Ducks have the Avalanche in 6-4 win
DENVER -- Five months ago, the Ducks used their bitterness over a one-sided loss here to ignite a 15-2-1 streak.
Friday night, their future clouded again, they unleashed a team-record six-goal second period — three coming in one minute 53 seconds — to beat the Colorado Avalanche, 6-4, at Pepsi Center.
Two nights earlier, the Ducks gave up a season-worst seven goals at Calgary in their fourth consecutive loss. The San Jose Sharks won Friday to briefly take the Pacific Division lead.

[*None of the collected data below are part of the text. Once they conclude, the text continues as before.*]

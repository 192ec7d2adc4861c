//! Command-line interface for the etiqueta label printer driver.
//!
//! ## Usage
//!
//! ```bash
//! # Find printers nearby
//! etiqueta scan
//! etiqueta scan --all --timeout 20
//!
//! # Print a text label over TSPL
//! etiqueta print HM-A300 --text "SN-0042" --qr "https://example.com/0042"
//!
//! # CPCL variant with an image
//! etiqueta print AA:BB:CC:DD:EE:FF --dialect cpcl --image logo.png
//!
//! # Inspect the command stream without a printer
//! etiqueta transcript --text "SN-0042" --dialect cpcl
//! ```

use std::collections::HashSet;
use std::path::PathBuf;
use std::time::Duration;

use clap::{Args, Parser, Subcommand, ValueEnum};

use etiqueta::transport::BridgeError;
use etiqueta::{
    BleTransport, BtleplugBridge, Cpcl, DeviceId, EtiquetaError, PixelBuffer, PrinterProfile, Tspl,
};

/// Etiqueta - Bluetooth label printer utility
#[derive(Parser, Debug)]
#[command(name = "etiqueta")]
#[command(author, version, about, long_about = None)]
struct Cli {
    #[command(subcommand)]
    command: Commands,
}

#[derive(Subcommand, Debug)]
enum Commands {
    /// Scan for nearby label printers
    Scan {
        /// Scan window in seconds
        #[arg(long, default_value_t = 10)]
        timeout: u64,

        /// Report every BLE device, not just label printers
        #[arg(long)]
        all: bool,
    },

    /// Build a label and print it over BLE
    Print {
        /// Device id or advertised name from `etiqueta scan`
        device: String,

        /// Seconds to wait for the device to appear
        #[arg(long, default_value_t = 15)]
        timeout: u64,

        #[command(flatten)]
        job: JobArgs,
    },

    /// Build a label and dump its command transcript
    Transcript {
        #[command(flatten)]
        job: JobArgs,
    },
}

#[derive(Args, Debug)]
struct JobArgs {
    /// Text line for the label (repeatable)
    #[arg(long = "text", value_name = "TEXT")]
    text: Vec<String>,

    /// QR code payload
    #[arg(long, value_name = "DATA")]
    qr: Option<String>,

    /// PNG or JPEG image to rasterize onto the label
    #[arg(long, value_name = "FILE")]
    image: Option<PathBuf>,

    /// Command dialect the printer firmware speaks
    #[arg(long, value_enum, default_value_t = DialectArg::Tspl)]
    dialect: DialectArg,

    /// Label width in millimeters
    #[arg(long, default_value_t = 40)]
    width_mm: u32,

    /// Label height in millimeters
    #[arg(long, default_value_t = 30)]
    height_mm: u32,

    /// Heat density level
    #[arg(long, default_value_t = 8)]
    density: u8,

    /// Number of copies
    #[arg(long, default_value_t = 1)]
    copies: u32,
}

#[derive(Debug, Clone, Copy, ValueEnum)]
enum DialectArg {
    Tspl,
    Cpcl,
}

fn main() {
    if let Err(e) = run() {
        eprintln!("Error: {}", e);
        std::process::exit(1);
    }
}

#[tokio::main]
async fn run() -> Result<(), EtiquetaError> {
    let cli = Cli::parse();

    match cli.command {
        Commands::Scan { timeout, all } => scan(timeout, all).await,
        Commands::Print {
            device,
            timeout,
            job,
        } => print(&device, timeout, &job).await,
        Commands::Transcript { job } => {
            let (data, transcript) = build_job(&job)?;
            for line in &transcript {
                println!("{}", line);
            }
            println!();
            println!("{} bytes on the wire", data.len());
            Ok(())
        }
    }
}

async fn scan(timeout: u64, all: bool) -> Result<(), EtiquetaError> {
    let profile = PrinterProfile::default();
    let bridge = BtleplugBridge::new()
        .await
        .map_err(EtiquetaError::AdapterUnavailable)?;
    let mut transport = BleTransport::new(bridge);

    let filter = if all {
        Vec::new()
    } else {
        vec![profile.advertised_service]
    };
    transport.open(&filter).await?;
    println!("Scanning for {} seconds...", timeout);

    let deadline = tokio::time::sleep(Duration::from_secs(timeout));
    tokio::pin!(deadline);
    let mut seen = HashSet::new();

    loop {
        tokio::select! {
            _ = &mut deadline => break,
            found = transport.next_device() => {
                let Some(found) = found else { break };
                if seen.insert(found.id.clone()) {
                    let name = found.name.as_deref().unwrap_or("(unnamed)");
                    let rssi = found
                        .rssi
                        .map(|r| format!("{} dBm", r))
                        .unwrap_or_else(|| "-".to_string());
                    println!("  {}  {:24}  {}", found.id, name, rssi);
                }
            }
        }
    }

    transport.stop_discovery().await?;
    println!("{} device(s) found", seen.len());
    Ok(())
}

async fn print(device: &str, timeout: u64, job: &JobArgs) -> Result<(), EtiquetaError> {
    let (data, _) = build_job(job)?;
    println!("Label job built: {} bytes", data.len());

    let profile = PrinterProfile::default();
    let bridge = BtleplugBridge::new()
        .await
        .map_err(EtiquetaError::AdapterUnavailable)?;
    let mut transport = BleTransport::new(bridge);

    transport.open(&[profile.advertised_service]).await?;
    println!("Scanning for {}...", device);
    let id = find_device(&mut transport, device, Duration::from_secs(timeout)).await?;

    println!("Connecting to {}...", id);
    transport
        .connect(&id, profile.write_service, profile.write_characteristic)
        .await?;

    println!("Writing {} bytes...", data.len());
    transport.write(&data).await?;
    transport.close().await?;

    println!("Printed successfully!");
    Ok(())
}

/// Watches the discovery stream until a device whose id or advertised name
/// matches `wanted` shows up.
async fn find_device(
    transport: &mut BleTransport<BtleplugBridge>,
    wanted: &str,
    timeout: Duration,
) -> Result<DeviceId, EtiquetaError> {
    let deadline = tokio::time::sleep(timeout);
    tokio::pin!(deadline);

    loop {
        tokio::select! {
            _ = &mut deadline => {
                return Err(EtiquetaError::DiscoveryFailed(BridgeError::new(format!(
                    "Device {} not seen within {:?}",
                    wanted, timeout
                ))));
            }
            found = transport.next_device() => {
                let Some(found) = found else {
                    return Err(EtiquetaError::DiscoveryFailed(BridgeError::new(
                        "Discovery stream closed".to_string(),
                    )));
                };
                if found.id.as_str() == wanted || found.name.as_deref() == Some(wanted) {
                    return Ok(found.id);
                }
            }
        }
    }
}

/// Builds the label command stream for either dialect, returning the raw
/// bytes plus the human-readable transcript.
fn build_job(job: &JobArgs) -> Result<(Vec<u8>, Vec<String>), EtiquetaError> {
    match job.dialect {
        DialectArg::Tspl => build_tspl(job),
        DialectArg::Cpcl => build_cpcl(job),
    }
}

fn build_tspl(job: &JobArgs) -> Result<(Vec<u8>, Vec<String>), EtiquetaError> {
    let mut label = Tspl::new();
    label
        .size(job.width_mm, job.height_mm)
        .gap(2)
        .density(job.density)
        .cls();

    let mut y = 16;
    for line in &job.text {
        label.text(16, y, "TSS24.BF2", 1, 1, line)?;
        y += 32;
    }
    if let Some(data) = &job.qr {
        label.qrcode(16, y, "M", 4, "A", data)?;
        y += 120;
    }
    if let Some(path) = &job.image {
        let img = load_rgba(path)?;
        let pixels = PixelBuffer::from(&img);
        label.bitmap(0, y, 0, &pixels);
    }
    if job.copies > 1 {
        label.print_copies(job.copies, 1);
    } else {
        label.print();
    }

    Ok((label.data().to_vec(), label.transcript().to_vec()))
}

fn build_cpcl(job: &JobArgs) -> Result<(Vec<u8>, Vec<String>), EtiquetaError> {
    let profile = PrinterProfile::default();
    let height = profile.mm_to_dots(job.height_mm as f32);

    let mut label = Cpcl::new();
    label.init(0, 200, 200, height, job.copies);
    label.page_width(profile.mm_to_dots(job.width_mm as f32));

    let mut y = 8;
    for line in &job.text {
        label.text("4", 0, 8, y, line)?;
        y += 32;
    }
    if let Some(data) = &job.qr {
        label.qrcode(8, y, 2, 6, "M", data)?;
        y += 120;
    }
    if let Some(path) = &job.image {
        let img = load_rgba(path)?;
        let pixels = PixelBuffer::from(&img);
        label.bitmap(0, y, &pixels);
    }
    label.print();

    Ok((label.data().to_vec(), label.transcript().to_vec()))
}

fn load_rgba(path: &PathBuf) -> Result<image::RgbaImage, EtiquetaError> {
    let img = image::open(path).map_err(|e| EtiquetaError::Image(e.to_string()))?;
    Ok(img.to_rgba8())
}
impl<B: BleBridge> BleTransport<B> {
    /// Wrap a bridge and subscribe to its event streams.
    ///
    /// The two bridge listeners are registered exactly once here and feed
    /// the channels behind [`next_device`] and [`next_connection_change`].
    ///
    /// [`next_device`]: BleTransport::next_device
    /// [`next_connection_change`]: BleTransport::next_connection_change
    pub fn new(bridge: B) -> Self {
        let (device_tx, devices) = mpsc::unbounded_channel();
        let (conn_tx, connection_events) = mpsc::unbounded_channel();
        bridge.on_device_found(Box::new(move |device| {
            let _ = device_tx.send(device);
        }));
        bridge.on_connection_state_change(Box::new(move |change| {
            let _ = conn_tx.send(change);
        }));
        Self {
            bridge,
            state: TransportState::Idle,
            current: None,
            write_target: None,
            devices,
            connection_events,
        }
    }

    /// Current lifecycle state.
    #[inline]
    pub fn state(&self) -> TransportState {
        self.state
    }

    /// The connected (or connecting) device, if any.
    #[inline]
    pub fn current_device(&self) -> Option<&DeviceId> {
        self.current.as_ref()
    }

    /// Bring the adapter up if needed and start discovery.
    ///
    /// Devices advertising any UUID in `service_filter` are reported
    /// through [`next_device`]; an empty filter reports everything.
    /// Permitted from `Idle`, `Closed` and `Failed` only. If the adapter
    /// is down, exactly one initialization attempt is made; a second
    /// failure is fatal and requires user action before retrying.
    ///
    /// [`next_device`]: BleTransport::next_device
    pub async fn open(&mut self, service_filter: &[Uuid]) -> Result<(), EtiquetaError> {
        match self.state {
            TransportState::Idle | TransportState::Closed | TransportState::Failed => {}
            state => return Err(EtiquetaError::InvalidState { op: "open", state }),
        }

        self.state = TransportState::AdapterInitializing;
        let available = self
            .bridge
            .adapter_state()
            .await
            .map(|s| s.available)
            .unwrap_or(false);
        if !available {
            info!("Adapter down, attempting initialization");
            if let Err(source) = self.bridge.init_adapter().await {
                self.state = TransportState::Failed;
                return Err(EtiquetaError::AdapterUnavailable(source));
            }
        }

        if let Err(source) = self.bridge.start_discovery(service_filter).await {
            self.state = TransportState::Failed;
            return Err(EtiquetaError::DiscoveryFailed(source));
        }
        self.state = TransportState::Scanning;
        info!("Discovery started");
        Ok(())
    }

    /// Stop discovery without connecting.
    pub async fn stop_discovery(&mut self) -> Result<(), EtiquetaError> {
        self.bridge
            .stop_discovery()
            .await
            .map_err(EtiquetaError::DiscoveryFailed)?;
        if self.state == TransportState::Scanning {
            self.state = TransportState::Idle;
        }
        Ok(())
    }

    /// Connect to a discovered device and prepare `service` /
    /// `characteristic` as the write target.
    ///
    /// Discovery stops once the connection is up. On bridges that flag
    /// `needs_service_resolution`, the GATT table is resolved and the
    /// target verified before the transport reports `Ready`; other
    /// bridges pre-resolve on connect and skip that step.
    pub async fn connect(
        &mut self,
        device: &DeviceId,
        service: Uuid,
        characteristic: Uuid,
    ) -> Result<(), EtiquetaError> {
        if self.state != TransportState::Scanning {
            return Err(EtiquetaError::InvalidState {
                op: "connect",
                state: self.state,
            });
        }

        self.state = TransportState::Connecting;
        self.current = Some(device.clone());
        info!("Connecting to {device}");
        if let Err(source) = self.bridge.connect(device).await {
            self.state = TransportState::Failed;
            self.current = None;
            return Err(EtiquetaError::ConnectFailed {
                device: device.clone(),
                source,
            });
        }

        // The connection is up; a still-running scan only burns radio time
        if let Err(e) = self.bridge.stop_discovery().await {
            warn!("Could not stop discovery after connect: {e}");
        }

        if self.bridge.capabilities().needs_service_resolution {
            self.state = TransportState::ResolvingServices;
            debug!("Resolving GATT table on {device}");
            if let Err(e) = self.resolve_write_target(device, service, characteristic).await {
                self.state = TransportState::Failed;
                return Err(e);
            }
        }

        self.write_target = Some(WriteTarget {
            service,
            characteristic,
        });
        self.state = TransportState::Ready;
        info!("Transport ready on {device}");
        Ok(())
    }

    async fn resolve_write_target(
        &self,
        device: &DeviceId,
        service: Uuid,
        characteristic: Uuid,
    ) -> Result<(), EtiquetaError> {
        let resolution_failed = |source: BridgeError| EtiquetaError::ServiceResolutionFailed {
            device: device.clone(),
            source,
        };

        let services = self
            .bridge
            .services(device)
            .await
            .map_err(resolution_failed)?;
        if !services.contains(&service) {
            return Err(resolution_failed(BridgeError::new(format!(
                "Service {service} not present on device"
            ))));
        }

        let characteristics = self
            .bridge
            .characteristics(device, service)
            .await
            .map_err(resolution_failed)?;
        if !characteristics.contains(&characteristic) {
            return Err(resolution_failed(BridgeError::new(format!(
                "Characteristic {characteristic} not present in service {service}"
            ))));
        }
        Ok(())
    }

    /// Stream a command buffer to the connected printer.
    ///
    /// The buffer is split into chunks of at most [`WRITE_CHUNK_SIZE`]
    /// bytes, written strictly in order. The printer's BLE module rejects
    /// back-to-back GATT writes, so the loop sleeps [`INTER_CHUNK_DELAY`]
    /// after every chunk, the last one included.
    ///
    /// The first failed chunk aborts the remainder and reports which
    /// chunk died; no partial resume is attempted. The connection itself
    /// stays `Ready`, so the caller chooses between retrying the whole
    /// buffer and closing.
    pub async fn write(&mut self, buffer: &[u8]) -> Result<(), EtiquetaError> {
        if self.state != TransportState::Ready {
            return Err(EtiquetaError::InvalidState {
                op: "write",
                state: self.state,
            });
        }
        let (device, target) = match (self.current.clone(), self.write_target) {
            (Some(device), Some(target)) => (device, target),
            _ => {
                return Err(EtiquetaError::InvalidState {
                    op: "write",
                    state: self.state,
                })
            }
        };

        let total = buffer.len().div_ceil(WRITE_CHUNK_SIZE);
        debug!("Writing {} bytes to {device} in {total} chunks", buffer.len());
        for (index, chunk) in buffer.chunks(WRITE_CHUNK_SIZE).enumerate() {
            self.bridge
                .write_characteristic(&device, target.service, target.characteristic, chunk)
                .await
                .map_err(|source| EtiquetaError::ChunkWriteFailed {
                    index,
                    total,
                    source,
                })?;
            tokio::time::sleep(INTER_CHUNK_DELAY).await;
        }
        debug!("Write of {} bytes complete", buffer.len());
        Ok(())
    }

    /// Release the current connection and return to `Idle`.
    ///
    /// Safe in any state and a no-op without a connection. A bridge
    /// failure during disconnect is reported, but local state is reset
    /// to `Idle` regardless, so a fresh `open` always works afterwards.
    pub async fn close(&mut self) -> Result<(), EtiquetaError> {
        let Some(device) = self.current.take() else {
            self.state = TransportState::Idle;
            return Ok(());
        };

        self.state = TransportState::Closing;
        info!("Disconnecting from {device}");
        let result = self.bridge.disconnect(&device).await;
        self.write_target = None;
        self.state = TransportState::Idle;
        result.map_err(|source| EtiquetaError::DisconnectFailed { device, source })
    }

    /// Next discovery report, in arrival order.
    ///
    /// Reports buffer while discovery runs, so polling late loses
    /// nothing. The same device reappears whenever it advertises again.
    pub async fn next_device(&mut self) -> Option<DiscoveredDevice> {
        self.devices.recv().await
    }

    /// Next connection establishment or loss event.
    ///
    /// Losing the current device's connection folds transport state to
    /// `Closed`; events for other devices are passed through untouched.
    pub async fn next_connection_change(&mut self) -> Option<ConnectionChange> {
        let change = self.connection_events.recv().await?;
        if !change.connected && self.current.as_ref() == Some(&change.device) {
            warn!("Connection to {} lost", change.device);
            self.current = None;
            self.write_target = None;
            self.state = TransportState::Closed;
        }
        Some(change)
    }
}
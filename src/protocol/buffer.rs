//! # Command Buffer
//!
//! The accumulator behind both dialect builders: an ordered byte sequence
//! (the wire payload) plus a parallel list of text fragments (a readable
//! transcript of every command, independent of byte encoding).
//!
//! Appends are atomic. A line that fails GB18030 encoding leaves both the
//! bytes and the transcript exactly as they were, so a print job never
//! carries a half-written command.
//!
//! Raw raster bytes go into the wire payload only; the transcript keeps the
//! human-readable header that preceded them.

use crate::protocol::gb18030::{self, EncodingError};

/// Line terminator for dialect command lines.
const LINE_END: &[u8] = b"\r\n";

/// Wire bytes and their parallel transcript.
///
/// Owned exclusively by one builder; `reset` starts a new job. The output
/// accessors borrow, so the buffer cannot change while a caller holds the
/// finished data.
#[derive(Debug, Clone, Default, PartialEq, Eq)]
pub struct CommandBuffer {
    bytes: Vec<u8>,
    transcript: Vec<String>,
}

impl CommandBuffer {
    /// Create an empty buffer.
    pub fn new() -> Self {
        Self::default()
    }

    /// Discard all bytes and transcript fragments.
    pub fn reset(&mut self) {
        self.bytes.clear();
        self.transcript.clear();
    }

    /// Append one ASCII command line, terminated with `\r\n`.
    ///
    /// The caller guarantees `line` is ASCII (every dialect keyword and
    /// numeric parameter is); lines carrying label text go through
    /// [`CommandBuffer::push_line_encoded`] instead.
    pub fn push_line(&mut self, line: &str) {
        debug_assert!(line.is_ascii(), "non-ASCII line routed past the encoder");
        self.bytes.extend_from_slice(line.as_bytes());
        self.bytes.extend_from_slice(LINE_END);
        self.transcript.push(line.to_string());
    }

    /// Append one command line through the GB18030 encoder.
    ///
    /// On encoding failure nothing is appended.
    pub fn push_line_encoded(&mut self, line: &str) -> Result<(), EncodingError> {
        let encoded = gb18030::encode(line)?;
        self.push_preencoded_line(line, encoded);
        Ok(())
    }

    /// Append a line whose GB18030 bytes were already produced.
    ///
    /// Used by multi-line commands that must land as a unit: encode the
    /// fallible parts first, then commit every line.
    pub(crate) fn push_preencoded_line(&mut self, line: &str, encoded: Vec<u8>) {
        self.bytes.extend_from_slice(&encoded);
        self.bytes.extend_from_slice(LINE_END);
        self.transcript.push(line.to_string());
    }

    /// Append an ASCII fragment without a line terminator.
    ///
    /// Bitmap commands use this for the header that raw raster bytes follow
    /// directly.
    pub fn push_fragment(&mut self, fragment: &str) {
        debug_assert!(fragment.is_ascii(), "non-ASCII fragment routed past the encoder");
        self.bytes.extend_from_slice(fragment.as_bytes());
        self.transcript.push(fragment.to_string());
    }

    /// Append raw bytes to the wire payload only.
    ///
    /// The transcript is not touched; packed raster data has no readable
    /// form.
    pub fn push_raw(&mut self, data: &[u8]) {
        self.bytes.extend_from_slice(data);
    }

    /// The finished wire bytes.
    pub fn data(&self) -> &[u8] {
        &self.bytes
    }

    /// The transcript, one fragment per append.
    pub fn transcript(&self) -> &[String] {
        &self.transcript
    }

    /// Number of wire bytes accumulated so far.
    pub fn len(&self) -> usize {
        self.bytes.len()
    }

    /// Whether nothing has been appended since the last reset.
    pub fn is_empty(&self) -> bool {
        self.bytes.is_empty()
    }
}
//! Rule-based task classification.
//!
//! Pure function of the request content: no I/O, no model calls. Image
//! requests are always Multimodal. Text requests route by keyword and by a
//! chemical-formula scan that biases equation-looking input to Calculation.

use crate::error::OrchestratorError;
use crate::request::{Modality, Request};

/// Category a request is routed under.
#[derive(Debug, Clone, Copy, PartialEq, Eq)]
pub enum TaskCategory {
    /// Conceptual question answered with retrieved context plus experts.
    KnowledgeQa,
    /// Numeric or symbolic chemistry work (stoichiometry, balancing).
    Calculation,
    /// Explicit request to look something up in the knowledge base.
    RetrievalLookup,
    /// Image input: extract the question first, then answer it.
    Multimodal,
}

/// Phrases that mark a request as calculation work.
const CALCULATION_KEYWORDS: &[&str] = &[
    "calculate",
    "compute",
    "how many grams",
    "how many moles",
    "mass of",
    "molar mass",
    "molar",
    "mole",
    "moles",
    "concentration",
    "molarity",
    "balance",
    "balancing",
    "molecular weight",
    "stoichiometry",
    "yield",
    "ph of",
];

/// Phrases that mark an explicit knowledge-base lookup.
const LOOKUP_KEYWORDS: &[&str] = &[
    "textbook",
    "past paper",
    "practice problem",
    "look up",
    "from the syllabus",
    "course notes",
];

/// Classify a request. Fails only on input that cannot be routed at all.
pub fn classify(request: &Request) -> Result<TaskCategory, OrchestratorError> {
    if request.modality == Modality::Image {
        if request.image_bytes.as_deref().map_or(true, <[u8]>::is_empty) {
            return Err(OrchestratorError::invalid_request(
                "image request without image bytes",
            ));
        }
        return Ok(TaskCategory::Multimodal);
    }

    let text = request.raw_content.trim();
    if text.is_empty() {
        return Err(OrchestratorError::invalid_request("empty question"));
    }

    let lowered = text.to_lowercase();

    if LOOKUP_KEYWORDS.iter().any(|k| lowered.contains(k)) {
        return Ok(TaskCategory::RetrievalLookup);
    }
    if CALCULATION_KEYWORDS.iter().any(|k| lowered.contains(k)) {
        return Ok(TaskCategory::Calculation);
    }
    if contains_equation(text) {
        return Ok(TaskCategory::Calculation);
    }

    Ok(TaskCategory::KnowledgeQa)
}

/// Detect chemical-equation shape: a reaction arrow with formula-looking
/// terms (element symbol followed by a digit) on the text.
fn contains_equation(text: &str) -> bool {
    let has_arrow = text.contains("->") || text.contains('→') || text.contains('=');
    has_arrow && contains_formula(text)
}

/// A formula term is an uppercase letter, optionally a lowercase letter,
/// immediately followed by a digit (H2, Cl2, O3).
fn contains_formula(text: &str) -> bool {
    let bytes = text.as_bytes();
    for (i, &b) in bytes.iter().enumerate() {
        if !b.is_ascii_uppercase() {
            continue;
        }
        let mut j = i + 1;
        if j < bytes.len() && bytes[j].is_ascii_lowercase() {
            j += 1;
        }
        if j < bytes.len() && bytes[j].is_ascii_digit() {
            return true;
        }
    }
    false
}

#[cfg(test)]
mod tests {
    use super::*;
    use crate::request::Request;

    #[test]
    fn empty_text_is_invalid() {
        let err = classify(&Request::text("   ")).unwrap_err();
        assert!(matches!(err, OrchestratorError::InvalidRequest(_)));
    }

    #[test]
    fn image_routes_to_multimodal() {
        let request = Request::image(vec![0xFF, 0xD8], "");
        assert_eq!(classify(&request).unwrap(), TaskCategory::Multimodal);
    }

    #[test]
    fn image_without_bytes_is_invalid() {
        let mut request = Request::image(Vec::new(), "hint");
        request.image_bytes = None;
        assert!(classify(&request).is_err());
        let request = Request::image(Vec::new(), "hint");
        assert!(classify(&request).is_err());
    }

    #[test]
    fn calculation_keywords_route_to_calculation() {
        let request = Request::text("Calculate the molar mass of CaCO3");
        assert_eq!(classify(&request).unwrap(), TaskCategory::Calculation);
    }

    #[test]
    fn equation_shape_routes_to_calculation() {
        let request = Request::text("Balance: H2 + O2 -> H2O");
        assert_eq!(classify(&request).unwrap(), TaskCategory::Calculation);
    }

    #[test]
    fn lookup_keywords_route_to_retrieval_lookup() {
        let request = Request::text("Find a practice problem on redox reactions");
        assert_eq!(classify(&request).unwrap(), TaskCategory::RetrievalLookup);
    }

    #[test]
    fn conceptual_question_routes_to_knowledge_qa() {
        let request = Request::text("Why do ionic compounds conduct electricity when molten?");
        assert_eq!(classify(&request).unwrap(), TaskCategory::KnowledgeQa);
    }

    #[test]
    fn arrow_without_formula_is_not_an_equation() {
        let request = Request::text("Explain why A -> B in reaction kinetics diagrams");
        assert_eq!(classify(&request).unwrap(), TaskCategory::KnowledgeQa);
    }
}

SUMMARY: Ducks 6, Colorado Avalanche 4
It was then that the Ducks (44-16-7) answered with a charge that center Ryan Getzlaf said he hopes can help lift his team through the final 15 games of the regular season. The Ducks and Sharks each have 95 points.
“We’re going to build,” from the win, “for sure,” Getzlaf said after contributing two assists. “It’s all about building to the playoffs right now.”
The Ducks’ record-setting blitz began when forward Daniel Winnik buried a shot past Colorado goalie Semyon Varlamov, whose evening was about to get much worse.
“It seemed to get everyone going,” Winnik said. “It was desperation.”
Colorado (43-19-5) briefly retook the lead in the nine-goal frame before Ducks forward Kyle Palmieri took a Patrick Maroon pass and handled the puck perfectly to beat Varlamov.
Palmieri scored again 47 seconds later, rebounding a Hampus Lindholm shot.
“We just felt the ball start to roll, and kept on going with it,” Palmieri said.
Then, the Ducks’ new first line addition of Teemu Selanne paid a dividend, shifting a pass that Corey Perry converted into his team-high 36th goal and a 4-2 lead.
The final indignity for Varlamov was from Ducks defenseman Ben Lovejoy, a pass deflected off the boards behind the goalie that caromed off his rear end and slid into the goal for a 5-2 lead that forced Avalanche Coach Patrick Roy to summon ex-Duck Jean-Sebastien Giguere.
“In between periods, Winnik said, ‘Shoot something off the end boards because they’re very lively,’” Lovejoy said. “Got a lucky bounce, my ninth-grade geometry class helped me tonight.”
Colorado responded with two goals in a 33-second span of the final two minutes, the home crowd pleading for a Ducks’ collapse.
Instead, Anaheim center Mathieu Perreault answered with a blast that beat Giguere.
“Huge goal,” Ducks Coach Bruce Boudreau said. “We kept saying, ‘Shoot the puck!’ It had eyes tonight.”
The final 20 minutes were a penalty-filled deepening of the hard feelings left from the opener.
In October, Roy poured salt in the Ducks’ blowout loss by yelling at Ducks on the ice and getting into it with Boudreau at the glass partition.
Friday, Winnik was slammed to the glass by Colorado’s Gabriel Landeskog and Perreault’s cross-checking of Erik Johnson resulted in Johnson shoving his stick to Perreault’s face for a five-minute major.
“They paid the price to win the game,” Boudreau said. “We talked a lot about Colorado for the last two days. We wanted to make up for that.”